Archaeologists have uncovered an astonishing 8-mile stretch of Ice Age rock paintings deep in Colombia’s Amazon rainforest, depicting mastodons, giant sloths, and the first humans to settle the region.
A “Sistine Chapel” of Prehistoric Amazonia
Deep in the heart of Colombia’s Amazon rainforest, researchers have revealed a monumental discovery: an eight-mile-long cliff face filled with Ice Age rock paintings. Dubbed the “Sistine Chapel of the Ancients,” the vast mural depicts long-extinct megafauna, intricate hunting scenes, and glimpses of human life at the end of the last Ice Age. The artwork, painted with ochre — a red clay pigment widely used in antiquity — covers rock walls above three shelters in the remote Serranía de la Lindosa region. Dating from about 11,800 to 12,600 years ago, the paintings capture the Amazon in transition from a mosaic of savannas and scrubland into the lush tropical rainforest we know today.

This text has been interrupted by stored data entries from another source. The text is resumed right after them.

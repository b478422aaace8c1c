//! Router lifecycle manager.
//!
//! Creates, starts, stops and removes reverse-proxy routers together with
//! their workers and load balancers, keeping the durable registry and each
//! router's live control-plane agent consistent.

pub mod agent;
pub mod catalog;
pub mod config;
pub mod core;
pub mod logging;
pub mod metrics;
pub mod orchestration;

pub use crate::core::{RouterError, RouterResult, ServiceContainer};
pub use orchestration::RouterOrchestrator;
//! Core traits for the router manager
//!
//! The orchestrator only talks to its collaborators through these
//! interfaces; each has one production implementation and is injected
//! explicitly through [`super::container::ServiceContainer`].

use async_trait::async_trait;

use crate::agent::{AgentCommand, AgentReply};

use super::{
    error::{CatalogError, ResourceKind, RouterError, RouterResult},
    model::{Agent, LoadBalancer, Profile, Router, Worker},
};

/// Durable store of router topology and its links.
#[async_trait]
pub trait Registry: Send + Sync {
    /// All routers currently recorded
    async fn find_routers(&self) -> RouterResult<Vec<Router>>;

    /// Persist a new router; the returned record carries its assigned id.
    async fn create_router(&self, router: Router) -> RouterResult<Router>;

    /// Replace the whole router record.
    async fn update_router(&self, router: &Router) -> RouterResult<Router>;

    /// Delete a router together with any link still pointing at it.
    async fn delete_router(&self, router_id: &str) -> RouterResult<()>;

    /// Agent directory
    async fn find_agents(&self) -> RouterResult<Vec<Agent>>;

    async fn find_agent_by_router(&self, router_id: &str) -> RouterResult<Option<Agent>>;

    async fn find_router_ids_by_agent(&self, agent_id: &str) -> RouterResult<Vec<String>>;

    async fn add_router_agent_link(&self, router_id: &str, agent_id: &str) -> RouterResult<()>;

    async fn remove_router_agent_link(&self, router_id: &str, agent_id: &str)
        -> RouterResult<()>;

    /// IaaS compute node hosting the given agent, if known.
    async fn find_compute_by_agent(&self, agent_id: &str) -> RouterResult<Option<String>>;

    async fn find_compute_by_router(&self, router_id: &str) -> RouterResult<Option<String>>;

    async fn add_router_compute_link(&self, router_id: &str, compute_id: &str)
        -> RouterResult<()>;

    async fn remove_router_compute_link(
        &self,
        router_id: &str,
        compute_id: &str,
    ) -> RouterResult<()>;

    /// Lookup by unique name
    async fn find_router(&self, name: &str) -> RouterResult<Option<Router>> {
        Ok(self
            .find_routers()
            .await?
            .into_iter()
            .find(|router| router.name == name))
    }

    async fn find_agent(&self, name: &str) -> RouterResult<Option<Agent>> {
        Ok(self
            .find_agents()
            .await?
            .into_iter()
            .find(|agent| agent.name == name))
    }

    async fn add_worker(
        &self,
        router_id: &str,
        name: &str,
        host: &str,
        port: u16,
    ) -> RouterResult<Router> {
        let mut router = self.find_router_by_id(router_id).await?;
        router.upsert_worker(Worker::new(name, host, port));
        self.update_router(&router).await
    }

    /// Returns the updated router and the load balancers the worker was pruned from.
    async fn remove_worker(
        &self,
        router_id: &str,
        name: &str,
    ) -> RouterResult<(Router, Vec<String>)> {
        let mut router = self.find_router_by_id(router_id).await?;
        let pruned = router.remove_worker(name);
        Ok((self.update_router(&router).await?, pruned))
    }

    async fn add_load_balancer(
        &self,
        router_id: &str,
        name: &str,
        mount_points: Vec<String>,
        members: Vec<String>,
    ) -> RouterResult<Router> {
        let mut router = self.find_router_by_id(router_id).await?;
        router.upsert_load_balancer(LoadBalancer::new(name, members, mount_points));
        self.update_router(&router).await
    }

    async fn remove_load_balancer(&self, router_id: &str, name: &str) -> RouterResult<Router> {
        let mut router = self.find_router_by_id(router_id).await?;
        router.remove_load_balancer(name);
        self.update_router(&router).await
    }

    async fn find_router_by_id(&self, router_id: &str) -> RouterResult<Router> {
        self.find_routers()
            .await?
            .into_iter()
            .find(|router| router.id == router_id)
            .ok_or_else(|| RouterError::not_found(ResourceKind::Router, router_id))
    }
}

/// Request/response endpoint of a router's control-plane agent.
#[async_trait]
pub trait AgentClient: Send + Sync {
    /// Send one command and wait for the agent's verdict.
    async fn execute(&self, agent: &Agent, command: &AgentCommand) -> RouterResult<AgentReply>;
}

/// Resolves named deployment profiles.
#[async_trait]
pub trait Catalog: Send + Sync {
    async fn get_paas_configuration(&self, name: &str) -> Result<Profile, CatalogError>;
}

Discovery in a Remote Jungle
British and Colombian archaeologists first reached the site in 2017, after negotiating access with the Colombian government and local rebel forces. Even then, the team had to trek five hours through dense forest to reach the cliffs. The public is only now seeing these images for the first time, offering a rare glimpse into an ancient South American world. “This really is an incredible discovery,” said Mark Robinson, an archaeologist at the University of Exeter. “These images were created by some of the earliest people to live in western Amazonia, and they show us their world in extraordinary detail.”

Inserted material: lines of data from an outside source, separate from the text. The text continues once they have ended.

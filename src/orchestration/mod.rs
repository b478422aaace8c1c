//! Router lifecycle orchestration layer
//!
//! Coordinates the registry, the agent client and the catalog for every
//! router, worker and load balancer operation.

pub mod locks;
pub mod manager;

#[cfg(test)]
mod tests;

pub use locks::RouterLocks;
pub use manager::RouterOrchestrator;
/// Drives routers, workers and load balancers through their lifecycle,
/// keeping the agent and the registry in step.
pub struct RouterOrchestrator {
    registry: Arc<dyn Registry>,
    agents: Arc<dyn AgentClient>,
    catalog: Arc<dyn Catalog>,
    locks: RouterLocks,
}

A Lost World of Ice Age Giants
Tens of thousands of paintings crowd the cliff face. Familiar creatures — fish, lizards, porcupines — appear alongside extinct megafauna such as giant sloths, palaeolamas, and mastodons. Many of these animals roamed open savannas and thorny scrub rather than rainforest. Prehistoric humans appear, too, shown hunting, dancing, wearing elaborate masks, and engaging in rituals whose meaning is still debated. One striking motif shows people suspended or leaping from wooden platforms. Researchers think these structures may explain how ancient artists painted images far above human height on the sheer cliffs.

A Snapshot of Life at the End of the Ice Age
The Serranía de la Lindosa paintings provide a vivid record of human-animal interaction during a time of dramatic environmental change. “The Amazon hasn’t always looked like this,” noted archaeologist and explorer Ella Al-Shamahi, who visited the site. “Seeing Ice Age megafauna here is a marker of time, and a reminder that the landscape was shifting as humans arrived.” Bone and plant remains from the rock shelters reveal that these artists were early hunter-gatherers. Their diet included palm and tree fruits, piranhas, snakes, frogs, alligators, rodents such as paca and capybara, armadillos, and other animals of the prehistoric Amazon.

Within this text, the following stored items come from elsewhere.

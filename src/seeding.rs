use rand::{rngs::StdRng, seq::SliceRandom, SeedableRng};
use std::collections::HashSet;

use crate::error::{BracketError, BracketResult};
use crate::types::{BracketSettings, Participant, ParticipantId, Seeding};

/// One first-round line pair of the full bracket.
#[derive(Clone, Copy, Debug, PartialEq, Eq)]
pub enum Line {
  /// Both seeds are present and play in round 1.
  PlayIn(ParticipantId, ParticipantId),
  /// The opposing seed does not exist; the entrant goes straight to round 2.
  Bye(ParticipantId),
}

#[derive(Clone, Debug)]
pub struct SeedPlan {
  /// Bracket capacity: next power of two at or above the entrant count.
  pub capacity: usize,
  /// Participant ids in seed order, seed 1 first.
  pub order: Vec<ParticipantId>,
  /// First-round lines; `lines[i]` sits at position `i + 1`.
  pub lines: Vec<Line>,
}

impl SeedPlan {
  pub fn entrant_count(&self) -> usize {
    self.order.len()
  }

  pub fn play_in_count(&self) -> usize {
    self.lines.iter().filter(|line| matches!(line, Line::PlayIn(..))).count()
  }

  pub fn bye_count(&self) -> usize {
    self.lines.iter().filter(|line| matches!(line, Line::Bye(_))).count()
  }

  /// Number of rounds in a single-elimination tree of this capacity.
  pub fn round_count(&self) -> usize {
    let mut rounds = 0usize;
    let mut size = self.capacity;
    while size > 1 {
      rounds += 1;
      size /= 2;
    }
    rounds
  }
}

pub fn bracket_size(entrants: usize) -> usize {
  if entrants == 0 {
    0
  } else {
    entrants.next_power_of_two()
  }
}

pub fn first_round_match_count(entrants: usize) -> usize {
  if entrants < 2 {
    0
  } else {
    entrants - bracket_size(entrants) / 2
  }
}

/// Standard line-up for `size` lines: 1 v size, then recursively folded so the
/// top two seeds can only meet in the final.
pub fn seed_positions(size: usize) -> Vec<usize> {
  let mut seeds = vec![1usize];
  while seeds.len() < size {
    let n = seeds.len();
    let mut next = Vec::with_capacity(n * 2);
    for seed in seeds.iter().copied() {
      next.push(seed);
      next.push((n * 2 + 1).saturating_sub(seed));
    }
    seeds = next;
  }
  seeds
}

pub fn seed_order(participants: &[Participant], seeding: &Seeding) -> Vec<ParticipantId> {
  let mut order = participants.iter().map(|p| p.id).collect::<Vec<_>>();
  match seeding {
    Seeding::Random { seed } => {
      let mut rng = StdRng::seed_from_u64(*seed);
      order.shuffle(&mut rng);
    }
    Seeding::AsListed => {}
  }
  order
}

fn validate_entries(participants: &[Participant], settings: &BracketSettings) -> BracketResult<()> {
  let mut seen = HashSet::with_capacity(participants.len());
  for participant in participants {
    if !seen.insert(participant.id) {
      return Err(BracketError::DuplicateParticipant(participant.id));
    }
  }
  if let Some(capacity) = settings.capacity {
    if participants.len() > capacity {
      return Err(BracketError::CapacityExceeded {
        capacity,
        entrants: participants.len(),
      });
    }
  }
  if settings.require_playable && participants.len() < 2 {
    return Err(BracketError::InvalidParticipantCount(participants.len()));
  }
  Ok(())
}

pub fn plan_seeds(participants: &[Participant], settings: &BracketSettings) -> BracketResult<SeedPlan> {
  validate_entries(participants, settings)?;
  let order = seed_order(participants, &settings.seeding);
  let capacity = bracket_size(order.len());
  if order.len() < 2 {
    return Ok(SeedPlan {
      capacity,
      order,
      lines: Vec::new(),
    });
  }

  let seeds = seed_positions(capacity);
  let by_seed = |seed: usize| order.get(seed - 1).copied();
  let mut lines = Vec::with_capacity(capacity / 2);
  for (pair, chunk) in seeds.chunks(2).enumerate() {
    let line = match (by_seed(chunk[0]), by_seed(chunk[1])) {
      (Some(a), Some(b)) => Line::PlayIn(a, b),
      (Some(lone), None) | (None, Some(lone)) => Line::Bye(lone),
      (None, None) => {
        return Err(BracketError::MalformedGraph(format!(
          "first-round line {} has no entrants",
          pair + 1
        )))
      }
    };
    lines.push(line);
  }

  Ok(SeedPlan {
    capacity,
    order,
    lines,
  })
}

Clues to Early Amazonian Life and Culture
The LastJourney project — launched after the 2016 peace treaty between the Colombian government and FARC rebels — seeks to uncover when people first settled the Amazon and how they altered its biodiversity. José Iriarte, a co-researcher at the University of Exeter, believes the art was far more than decoration: “These paintings are spectacular evidence of how humans reconstructed the land. Art was likely a powerful part of their culture and a way to connect socially.” Although the pandemic has paused fieldwork, researchers are convinced that more prehistoric wonders await discovery in the surrounding rainforest. Each new find promises to deepen our understanding of the Amazon’s earliest inhabitants — and the wild world they called home.